Climate investor with ESG-linked carry approaches hard-cap

TiLT Capital, which has raised €250m and counting for its debut fund, backs energy transition-related businesses in the industrial sector.

TiLT Capital, an energy transition-focused private equity firm, has raised €250 million for its debut fund and is aiming to hit its €300 million hard-cap by October, the firm said.

The fund has two areas of focus – energy efficiency and the “flexibility of energy systems” – and backs small and medium sized industrial businesses in France and wider Europe. Thus far, it has made four investments in businesses that play into the energy transition: three in France and one in Germany.

TiLT is the energy transition unit of Siparex, a multi-strategy private markets firm with circa €3.5 billion under management. Siparex Associés, the institutional investors behind Siparex, are among the LPs in TiLT Capital Fund 1. The European Investment Bank, the European Investment Fund and Bpifrance, as well as other unnamed banks, insurers and family offices, have made commitments.

TiLT, which was founded by three executives from the industrial sector in 2018, has tied a portion of its compensation to portfolio company ESG performance.

The fund is structured with the standard 20 percent carried interest, with a quarter of this  contingent on meeting targets relating to four “transversal” ESG themes and an additional one or two company-specific targets, said co-founder and managing partner Nicolas Lepareur. The four transversal areas are: decarbonisation (separate targets are tied to both the portfolio companies’ own emissions and the avoided emissions from their products); diversity (gender balance at board and management team level, as well as gender pay gap data); health and safety; and value creation (the financial inclusion of all employees in a portfolio company’s equity story).

These KPIs are also structured into the incentive plans for the portfolio company management teams, said Lepareur.

The inclusion of the value-creation element – aligning all employees into the equity growth story – is emerging as a theme among responsible investors in private markets and, said Lepareur, is becoming a more recognised, and in some cases expected, element of PE ownership by management teams. It is unusual to see it in the budding area of impact and ESG-linked carry programmes. KPIs typically tend to be tailored to individual companies’ “impact” (eg patient outcomes in healthcare) or they track more widely applicable ESG data, such as carbon footprints or senior-level gender diversity.
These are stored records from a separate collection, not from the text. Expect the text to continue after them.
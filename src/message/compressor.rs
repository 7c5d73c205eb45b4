// Copyright 2025 jonefeewang@gmail.com
//
// Licensed under the Apache License, Version 2.0 (the "License");
// you may not use this file except in compliance with the License.
// You may obtain a copy of the License at
//
//     http://www.apache.org/licenses/LICENSE-2.0
//
// Unless required by applicable law or agreed to in writing, software
// distributed under the License is distributed on an "AS IS" BASIS,
// WITHOUT WARRANTIES OR CONDITIONS OF ANY KIND, either express or implied.
// See the License for the specific language governing permissions and
// limitations under the License.

//! Compression of a batch's record-bytes region.
//!
//! The codec id is stored in the batch attributes, so a frame can always be
//! decoded without knowing which topic wrote it.

use std::fmt::Debug;

use bytes::Bytes;
use serde::{Deserialize, Serialize};

use crate::message::constants::COMPRESSION_CODEC_MASK;
use crate::{AppError, AppResult};

pub trait Compressor: Send + Sync + Debug {
    fn compress(&self, data: Bytes) -> AppResult<Bytes>;
    fn decompress(&self, data: Bytes) -> AppResult<Bytes>;
}

#[derive(Debug, Default, Clone, Copy)]
pub struct NoopCompressor;

impl Compressor for NoopCompressor {
    fn compress(&self, data: Bytes) -> AppResult<Bytes> {
        Ok(data)
    }

    fn decompress(&self, data: Bytes) -> AppResult<Bytes> {
        Ok(data)
    }
}

/// LZ4 block format with the uncompressed size prepended.
#[derive(Debug, Default, Clone, Copy)]
pub struct Lz4Compressor;

impl Compressor for Lz4Compressor {
    fn compress(&self, data: Bytes) -> AppResult<Bytes> {
        Ok(Bytes::from(lz4_flex::compress_prepend_size(&data)))
    }

    fn decompress(&self, data: Bytes) -> AppResult<Bytes> {
        lz4_flex::decompress_size_prepended(&data)
            .map(Bytes::from)
            .map_err(|e| AppError::CorruptMessage(format!("lz4 decompression failed: {}", e)))
    }
}

static NOOP: NoopCompressor = NoopCompressor;
static LZ4: Lz4Compressor = Lz4Compressor;

#[derive(Debug, Default, Clone, Copy, PartialEq, Eq, Hash, Deserialize, Serialize)]
#[serde(rename_all = "lowercase")]
pub enum CompressionType {
    #[default]
    None,
    Lz4,
}

impl CompressionType {
    pub fn codec_id(self) -> u8 {
        match self {
            CompressionType::None => 0,
            CompressionType::Lz4 => 1,
        }
    }

    pub fn from_attributes(attributes: u8) -> AppResult<Self> {
        match attributes & COMPRESSION_CODEC_MASK {
            0 => Ok(CompressionType::None),
            1 => Ok(CompressionType::Lz4),
            other => Err(AppError::CorruptMessage(format!(
                "unknown compression codec id {}",
                other
            ))),
        }
    }

    pub fn compressor(self) -> &'static dyn Compressor {
        match self {
            CompressionType::None => &NOOP,
            CompressionType::Lz4 => &LZ4,
        }
    }

    pub fn is_compressed(self) -> bool {
        self != CompressionType::None
    }
}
When the TiLT founders initially proposed the link between carried interest and ESG indicators in 2018 they were true outliers, Lepareur told New Private Markets. “We were told that it had not been done before and investors would not like it,” he said.

Their conviction to do so came in part from their first-hand experience in the industrial sector, where they found that health and safety performance was directly linked to financial performance.

“We don’t call ourselves an impact fund, because we believe this implies we are compromising on returns; we are a growth capital or private equity fund,” said Lepareur.